//! Pluggable allocation strategies for the collections in this crate.
//!
//! Collections never talk to the global allocator directly. Instead they hold an
//! [`AllocStrategy`], ask it for uninitialized storage and construct elements in that storage
//! through it. [`Global`] is the default and is what every constructor without an `_in` suffix
//! uses.

mod global;
mod strategy;

pub use global::Global;
pub use strategy::{AllocStrategy, MAX_SIZE, layout_for};
//! Construction into uninitialized memory.
//!
//! Each function here writes into slots that hold no live elements yet. If constructing one of
//! the elements panics, every element constructed by that call is dropped again before the panic
//! continues, so a failed call leaves the destination exactly as uninitialized as it found it.

use std::mem::MaybeUninit;
use std::ptr;
use std::slice;

/// The elements constructed so far by an uninitialized algorithm. Dropping this without
/// forgetting it destroys them.
struct PartialInit<T> {
    start: *mut T,
    done: usize,
}

impl<T> PartialInit<T> {
    const fn new(start: *mut T) -> PartialInit<T> {
        PartialInit { start, done: 0 }
    }

    /// Writes the next element.
    ///
    /// # Safety
    /// The next slot must be valid for writes.
    unsafe fn push(&mut self, value: T) {
        // SAFETY: Guaranteed by the caller.
        unsafe { self.start.add(self.done).write(value) }
        self.done += 1;
    }

    /// Keeps the constructed elements, returning the pointer one past the last.
    fn finish(self) -> *mut T {
        // SAFETY: Every element up to done has been written.
        let end = unsafe { self.start.add(self.done) };
        std::mem::forget(self);
        end
    }
}

impl<T> Drop for PartialInit<T> {
    fn drop(&mut self) {
        // SAFETY: The first done slots hold live elements constructed by this guard.
        unsafe { ptr::drop_in_place(ptr::slice_from_raw_parts_mut(self.start, self.done)) }
    }
}

/// Clones every element of `src` into the uninitialized slots starting at `dest`, returning the
/// pointer one past the last slot written.
///
/// This goes through std's `write_clone_of_slice`, which copies [`Copy`] types in bulk and drops
/// the clones made so far if one of them panics.
///
/// # Safety
/// `dest` must be valid for writes of `src.len()` elements and must not overlap `src`. The slots
/// are overwritten without dropping anything they held.
pub unsafe fn uninitialized_copy<T: Clone>(src: &[T], dest: *mut T) -> *mut T {
    // SAFETY: Guaranteed by the caller. MaybeUninit<T> has the same layout as T.
    let slots = unsafe { slice::from_raw_parts_mut(dest.cast::<MaybeUninit<T>>(), src.len()) };
    slots.write_clone_of_slice(src);
    // SAFETY: The slots span src.len() elements from dest.
    unsafe { dest.add(src.len()) }
}

/// Constructs `n` clones of `value` in the uninitialized slots starting at `dest`, returning the
/// pointer one past the last slot written.
///
/// # Safety
/// `dest` must be valid for writes of `n` elements.
pub unsafe fn uninitialized_fill_n<T: Clone>(dest: *mut T, n: usize, value: &T) -> *mut T {
    let mut guard = PartialInit::new(dest);
    for _ in 0..n {
        // SAFETY: Guaranteed by the caller.
        unsafe { guard.push(value.clone()) }
    }
    guard.finish()
}

/// Constructs `n` elements produced by `f` in the uninitialized slots starting at `dest`,
/// returning the pointer one past the last slot written.
///
/// # Safety
/// `dest` must be valid for writes of `n` elements.
pub unsafe fn uninitialized_fill_with<T, F>(dest: *mut T, n: usize, mut f: F) -> *mut T
where
    F: FnMut() -> T,
{
    let mut guard = PartialInit::new(dest);
    for _ in 0..n {
        // SAFETY: Guaranteed by the caller.
        unsafe { guard.push(f()) }
    }
    guard.finish()
}
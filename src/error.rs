//! Errors raised while building and running statecharts.

use stillwater::validation::Validation;
use stillwater::NonEmptyVec;
use thiserror::Error;

/// Errors that can occur when building or driving a statechart.
///
/// Configuration errors (`UnknownState`, `MissingInitial`, `UnknownAction`,
/// `InvalidStateId`, `DuplicateState`, `Definition`, `InvalidConfig`) abort
/// construction.
/// `NoMatchingTransition` is returned by `send` and leaves the machine
/// untouched; callers decide whether it matters.
#[derive(Debug, Clone, PartialEq, Eq, Error)]
pub enum MachineError {
    #[error("Unknown state '{path}'")]
    UnknownState { path: String },

    #[error("State '{state}' has children but no usable initial child")]
    MissingInitial { state: String },

    #[error("No transition for event '{event}' from state '{state}'")]
    NoMatchingTransition { event: String, state: String },

    #[error("Action '{action}' used by state '{state}' is not registered")]
    UnknownAction { action: String, state: String },

    #[error("Invalid state id '{id}': ids must be non-empty and must not contain '.'")]
    InvalidStateId { id: String },

    #[error("State '{id}' is declared more than once under the same parent")]
    DuplicateState { id: String },

    #[error("Machine definition could not be parsed: {0}")]
    Definition(String),

    #[error("Machine configuration has {} errors: {}", .0.len(), join_errors(.0))]
    InvalidConfig(Vec<MachineError>),

    #[error("Interpreter is not running. Call .start() first")]
    NotRunning,

    #[error("Interpreter is already running")]
    AlreadyRunning,
}

impl MachineError {
    /// Whether the machine is still usable after this error.
    pub fn is_recoverable(&self) -> bool {
        matches!(self, Self::NoMatchingTransition { .. })
    }

    /// Flatten into individual errors. `InvalidConfig` yields its members,
    /// every other kind yields itself.
    pub fn errors(&self) -> Vec<&MachineError> {
        match self {
            Self::InvalidConfig(errors) => errors.iter().flat_map(|e| e.errors()).collect(),
            other => vec![other],
        }
    }

    /// Collapse accumulated configuration errors: one error is reported
    /// as-is, several are wrapped in `InvalidConfig`.
    pub(crate) fn collapse(mut errors: Vec<MachineError>) -> MachineError {
        if errors.len() == 1 {
            errors.remove(0)
        } else {
            MachineError::InvalidConfig(errors)
        }
    }
}

/// Turn an accumulated validation into a `Result`, collapsing failures.
pub(crate) fn into_result<T>(
    validation: Validation<T, NonEmptyVec<MachineError>>,
) -> Result<T, MachineError> {
    match validation {
        Validation::Success(value) => Ok(value),
        Validation::Failure(errors) => Err(MachineError::collapse(errors.iter().cloned().collect())),
    }
}

fn join_errors(errors: &[MachineError]) -> String {
    errors
        .iter()
        .map(ToString::to_string)
        .collect::<Vec<_>>()
        .join("; ")
}

impl From<serde_json::Error> for MachineError {
    fn from(err: serde_json::Error) -> Self {
        MachineError::Definition(err.to_string())
    }
}

#[cfg(test)]
mod tests {
    use super::*;

    #[test]
    fn only_unmatched_events_are_recoverable() {
        let unmatched = MachineError::NoMatchingTransition {
            event: "NEXT".to_string(),
            state: "inactive".to_string(),
        };
        assert!(unmatched.is_recoverable());
        assert!(!MachineError::NotRunning.is_recoverable());
        assert!(!MachineError::UnknownState {
            path: "a.b".to_string()
        }
        .is_recoverable());
    }

    #[test]
    fn collapse_keeps_single_error_bare() {
        let err = MachineError::collapse(vec![MachineError::AlreadyRunning]);
        assert_eq!(err, MachineError::AlreadyRunning);
    }

    #[test]
    fn collapse_wraps_several_errors() {
        let err = MachineError::collapse(vec![
            MachineError::AlreadyRunning,
            MachineError::NotRunning,
        ]);
        assert!(matches!(err, MachineError::InvalidConfig(ref errors) if errors.len() == 2));
        assert_eq!(err.errors().len(), 2);
        assert!(err.to_string().starts_with("Machine configuration has 2 errors"));
    }
}
//! Toggle Machine
//!
//! This example drives a nested statechart from a JSON definition,
//! starting deep inside the hierarchy instead of at the default state.
//!
//! Key concepts:
//! - Declarative machine definitions with a start path
//! - Named entry/exit actions sharing a key-value store
//! - Bubbling events to the closest handling ancestor
//! - Transition listeners
//!
//! Run with: cargo run --example toggle_machine

use statecraft::{ActionRegistry, Interpreter, MachineConfig, MemoryStore, Store};

const DEFINITION: &str = r#"{
    "id": "machine",
    "initial": "inactive",
    "states": {
        "inactive": {
            "entry": "entry",
            "exit": "exit",
            "on": { "TOGGLE": "active", "NEXT": "substateA" }
        },
        "active": {
            "entry": "entry",
            "exit": "exit",
            "on": { "TOGGLE": "inactive", "NEXT": "substateA" }
        },
        "substateA": {
            "entry": "entry",
            "exit": "exit",
            "on": { "TOGGLE": "active", "NEXT": "inactive" },
            "initial": "substateA1",
            "states": {
                "substateA1": {
                    "entry": "entry",
                    "exit": "exit",
                    "on": { "TOGGLE": "substateA2" }
                },
                "substateA2": {
                    "entry": "entry",
                    "exit": "exit",
                    "on": { "TOGGLE": "substateA1" },
                    "initial": "substateA21",
                    "states": {
                        "substateA21": {
                            "entry": "entry",
                            "exit": "exit",
                            "on": { "TOGGLE": "substateA21" }
                        },
                        "substateA22": {
                            "entry": "entry",
                            "exit": "exit",
                            "on": { "TOGGLE": "substateA22" },
                            "initial": "substateA221",
                            "states": {
                                "substateA221": {
                                    "entry": "entry",
                                    "exit": "exit",
                                    "on": { "TOGGLE": "substateA222" }
                                },
                                "substateA222": {
                                    "entry": "entry",
                                    "exit": "exit",
                                    "on": { "TOGGLE": "substateA221" }
                                }
                            }
                        }
                    }
                }
            }
        }
    }
}"#;

fn actions() -> ActionRegistry<MemoryStore> {
    ActionRegistry::<MemoryStore>::new()
        .register("entry", |scope| {
            let count: u32 = scope.context().get("my_key", 0);
            scope.context().set("my_key", count + 1);
            println!("entry() - {}", scope.state().to_nested());
        })
        .register("exit", |scope| {
            if let Some(history) = scope.history() {
                println!("exit() - {}", history.value.to_nested());
            }
            let count: u32 = scope.context().get("my_key", 0);
            println!("{count}");
        })
}

fn main() -> Result<(), statecraft::MachineError> {
    println!("=== Toggle Machine Example ===\n");

    let config = MachineConfig::from_json(DEFINITION)?
        .with_start_path("substateA.substateA2.substateA22.substateA222");

    let mut machine = Interpreter::from_config(&config, MemoryStore::new(), &actions())?;
    machine.on_transition(|value, event| {
        println!("onTransition() - {event} -> {}", value.to_nested());
    });

    println!("=== START ===");
    machine.start()?;

    for event in ["NEXT", "TOGGLE", "NEXT"] {
        println!("=== {event} ===");
        machine.send(event)?;
    }

    println!("=== END ===");
    println!("\nFinal state: {}", machine.state().map(|v| v.as_dotted()).unwrap_or_default());
    println!("Entries counted: {}", machine.context().get("my_key", 0u32));

    println!("\n=== Example Complete ===");
    Ok(())
}
//! Statecraft: a hierarchical statechart interpreter
//!
//! A statechart is a tree of named states. Events are dispatched to the
//! active leaf; the closest state that handles the event picks the target,
//! exit actions run from the innermost state outwards, entry actions run
//! from the outermost state inwards, and listeners are told about the new
//! state value.
//!
//! # Core Concepts
//!
//! - **StateNode / StateTree**: the validated hierarchy of states
//! - **StateValue**: the active path from the root to a leaf
//! - **ActionRegistry**: named entry and exit actions bound to the tree
//! - **Interpreter**: owns the active state and the context lent to actions
//! - **MachineConfig**: a serializable definition with an optional start path
//!
//! # Transition targets
//!
//! A target in `on` is a bare id naming a sibling of the handling state, or
//! a dotted path from the root. A leading `#` also marks a path from the
//! root: `#inactive` is the top-level `inactive` state, wherever the handler
//! sits. Ids are not looked up across the tree, so `#substateA2` does not
//! find a nested `substateA2`; write `#substateA.substateA2` instead.
//!
//! ```rust
//! use statecraft::{ActionRegistry, Interpreter, MachineConfig, MachineError};
//!
//! let definition = r##"{
//!     "initial": "outer",
//!     "states": {
//!         "outer": {
//!             "initial": "inner",
//!             "states": { "inner": { "on": { "LEAVE": "#idle" } } }
//!         },
//!         "idle": { "on": { "BACK": "#outer.inner" } }
//!     }
//! }"##;
//! let config = MachineConfig::from_json(definition).unwrap();
//! let mut machine = Interpreter::from_config(&config, (), &ActionRegistry::new()).unwrap();
//! machine.start().unwrap();
//! assert_eq!(machine.send("LEAVE").unwrap().as_dotted(), "idle");
//! assert_eq!(machine.send("BACK").unwrap().as_dotted(), "outer.inner");
//!
//! let by_id = definition.replace("#outer.inner", "#inner");
//! assert_eq!(
//!     MachineConfig::from_json(&by_id).unwrap().resolve().unwrap_err(),
//!     MachineError::UnknownState { path: "inner".to_string() }
//! );
//! ```
//!
//! # Example
//!
//! ```rust
//! use statecraft::{ActionRegistry, Interpreter, MachineConfig, MemoryStore, Store};
//!
//! let config = MachineConfig::from_json(r#"{
//!     "initial": "inactive",
//!     "states": {
//!         "inactive": { "on": { "TOGGLE": "active" }, "entry": "count" },
//!         "active": { "on": { "TOGGLE": "inactive" }, "entry": "count" }
//!     }
//! }"#).unwrap();
//!
//! let actions = ActionRegistry::<MemoryStore>::new().register("count", |scope| {
//!     let store = scope.context();
//!     let entered: u32 = store.get("entered", 0);
//!     store.set("entered", entered + 1);
//! });
//!
//! let mut machine = Interpreter::from_config(&config, MemoryStore::new(), &actions).unwrap();
//! machine.start().unwrap();
//! assert_eq!(machine.send("TOGGLE").unwrap().as_dotted(), "active");
//! assert_eq!(machine.context().get("entered", 0u32), 2);
//! ```

pub mod builder;
pub mod config;
pub mod core;
pub mod error;
pub mod interpreter;
pub mod store;

// Re-export commonly used types
pub use builder::{InterpreterBuilder, StateNodeBuilder};
pub use config::MachineConfig;
pub use core::{HistoryRecord, StateNode, StatePath, StateTree, StateValue, TargetRef};
pub use error::MachineError;
pub use interpreter::{ActionMeta, ActionRegistry, ActionScope, Interpreter, Status};
pub use store::{MemoryStore, Store};
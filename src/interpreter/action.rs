//! Named actions and their binding to state nodes.

use super::machine::Interpreter;
use crate::core::{ActionName, HistoryRecord, StatePath, StateTree, StateValue};
use crate::error::{self, MachineError};
use std::collections::HashMap;
use std::fmt;
use std::sync::Arc;
use stillwater::validation::Validation;
use stillwater::NonEmptyVec;

/// Callback run when a state is entered or exited.
pub type ActionFn<C> = Arc<dyn Fn(&mut ActionScope<'_, C>) + Send + Sync>;

/// Whether an action runs on entry or on exit.
#[derive(Clone, Copy, Debug, PartialEq, Eq, Hash)]
pub enum ActionKind {
    Entry,
    Exit,
}

impl fmt::Display for ActionKind {
    fn fmt(&self, f: &mut fmt::Formatter<'_>) -> fmt::Result {
        match self {
            Self::Entry => f.write_str("entry"),
            Self::Exit => f.write_str("exit"),
        }
    }
}

/// What an action is told about the dispatch that triggered it.
#[derive(Clone, Debug, PartialEq)]
pub struct ActionMeta {
    /// The triggering event (`"init"` on start)
    pub event: String,
    /// The state value the dispatch leads to
    pub state: StateValue,
    /// The state value being left; `None` on start
    pub history: Option<HistoryRecord>,
}

/// Everything an action can see and do while it runs.
///
/// The scope borrows the interpreter, so an action may call
/// [`ActionScope::send`]; the nested transition completes before the
/// outer one resumes.
pub struct ActionScope<'a, C> {
    pub(crate) interpreter: &'a mut Interpreter<C>,
    pub(crate) meta: &'a ActionMeta,
    pub(crate) node: &'a StatePath,
    pub(crate) kind: ActionKind,
}

impl<'a, C> ActionScope<'a, C> {
    /// The machine's context.
    pub fn context(&mut self) -> &mut C {
        self.interpreter.context_mut()
    }

    pub fn meta(&self) -> &ActionMeta {
        self.meta
    }

    pub fn event(&self) -> &str {
        &self.meta.event
    }

    pub fn state(&self) -> &StateValue {
        &self.meta.state
    }

    pub fn history(&self) -> Option<&HistoryRecord> {
        self.meta.history.as_ref()
    }

    /// The state being entered or exited.
    pub fn node(&self) -> &StatePath {
        self.node
    }

    pub fn kind(&self) -> ActionKind {
        self.kind
    }

    /// Send an event to the running machine from inside an action.
    pub fn send(&mut self, event: &str) -> Result<StateValue, MachineError> {
        self.interpreter.send(event)
    }
}

/// Flat map from action name to callback.
///
/// # Example
///
/// ```rust
/// use statecraft::interpreter::ActionRegistry;
/// use statecraft::store::{MemoryStore, Store};
///
/// let actions = ActionRegistry::<MemoryStore>::new().register("entry", |scope| {
///     let count = scope.context().get("my_key", 0u32);
///     scope.context().set("my_key", count + 1);
/// });
/// assert!(actions.contains("entry"));
/// ```
pub struct ActionRegistry<C> {
    actions: HashMap<ActionName, ActionFn<C>>,
}

impl<C> ActionRegistry<C> {
    pub fn new() -> Self {
        Self {
            actions: HashMap::new(),
        }
    }

    /// Add an action, replacing any previous one with the same name.
    pub fn register<F>(mut self, name: impl Into<ActionName>, action: F) -> Self
    where
        F: Fn(&mut ActionScope<'_, C>) + Send + Sync + 'static,
    {
        self.insert(name, action);
        self
    }

    pub fn insert<F>(&mut self, name: impl Into<ActionName>, action: F)
    where
        F: Fn(&mut ActionScope<'_, C>) + Send + Sync + 'static,
    {
        self.actions.insert(name.into(), Arc::new(action));
    }

    /// Add every action of `other`, replacing same-named ones.
    pub fn merge(&mut self, other: ActionRegistry<C>) {
        self.actions.extend(other.actions);
    }

    pub fn get(&self, name: &str) -> Option<&ActionFn<C>> {
        self.actions.get(name)
    }

    pub fn contains(&self, name: &str) -> bool {
        self.actions.contains_key(name)
    }

    pub fn len(&self) -> usize {
        self.actions.len()
    }

    pub fn is_empty(&self) -> bool {
        self.actions.is_empty()
    }

    /// Resolve every action named in `tree`, reporting all missing names.
    pub(crate) fn bind(&self, tree: &StateTree) -> Result<BoundActions<C>, MachineError> {
        let mut bound = BoundActions::default();
        let mut checks: Vec<Validation<(), NonEmptyVec<MachineError>>> = Vec::new();

        for (path, node) in tree.walk() {
            let declared = [
                (ActionKind::Entry, node.entry_action.as_ref()),
                (ActionKind::Exit, node.exit_action.as_ref()),
            ];
            for (kind, name) in declared {
                let Some(name) = name else { continue };
                match self.actions.get(name) {
                    Some(run) => {
                        bound.insert(
                            path.clone(),
                            kind,
                            BoundAction {
                                name: name.clone(),
                                run: Arc::clone(run),
                            },
                        );
                        checks.push(Validation::success(()));
                    }
                    None => checks.push(Validation::fail(MachineError::UnknownAction {
                        action: name.clone(),
                        state: path.label(),
                    })),
                }
            }
        }

        error::into_result(Validation::all_vec(checks).map(|_| ()))?;
        Ok(bound)
    }
}

impl<C> Default for ActionRegistry<C> {
    fn default() -> Self {
        Self::new()
    }
}

impl<C> Clone for ActionRegistry<C> {
    fn clone(&self) -> Self {
        Self {
            actions: self.actions.clone(),
        }
    }
}

impl<C> fmt::Debug for ActionRegistry<C> {
    fn fmt(&self, f: &mut fmt::Formatter<'_>) -> fmt::Result {
        let mut names: Vec<&ActionName> = self.actions.keys().collect();
        names.sort();
        f.debug_struct("ActionRegistry")
            .field("actions", &names)
            .finish()
    }
}

/// An action resolved for a particular node.
pub(crate) struct BoundAction<C> {
    pub(crate) name: ActionName,
    pub(crate) run: ActionFn<C>,
}

impl<C> Clone for BoundAction<C> {
    fn clone(&self) -> Self {
        Self {
            name: self.name.clone(),
            run: Arc::clone(&self.run),
        }
    }
}

/// Entry and exit actions per node, resolved once at construction.
pub(crate) struct BoundActions<C> {
    by_node: HashMap<(StatePath, ActionKind), BoundAction<C>>,
}

impl<C> BoundActions<C> {
    fn insert(&mut self, path: StatePath, kind: ActionKind, action: BoundAction<C>) {
        self.by_node.insert((path, kind), action);
    }

    pub(crate) fn get(&self, path: &StatePath, kind: ActionKind) -> Option<BoundAction<C>> {
        self.by_node.get(&(path.clone(), kind)).cloned()
    }

    pub(crate) fn len(&self) -> usize {
        self.by_node.len()
    }
}

impl<C> fmt::Debug for BoundActions<C> {
    fn fmt(&self, f: &mut fmt::Formatter<'_>) -> fmt::Result {
        let mut bound: Vec<String> = self
            .by_node
            .iter()
            .map(|((path, kind), action)| format!("{}:{kind}={}", path.label(), action.name))
            .collect();
        bound.sort();
        f.debug_struct("BoundActions").field("bound", &bound).finish()
    }
}

impl<C> Default for BoundActions<C> {
    fn default() -> Self {
        Self {
            by_node: HashMap::new(),
        }
    }
}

* Your task:
Starting from the first line of the records above, retype each line exactly up to and including the one that contains "mod strategy;", and nothing more.

* Completed exercise:
//! Pluggable allocation strategies for the collections in this crate.
//!
//! Collections never talk to the global allocator directly. Instead they hold an
//! [`AllocStrategy`], ask it for uninitialized storage and construct elements in that storage
//! through it. [`Global`] is the default and is what every constructor without an `_in` suffix
//! uses.

mod global;
mod strategy;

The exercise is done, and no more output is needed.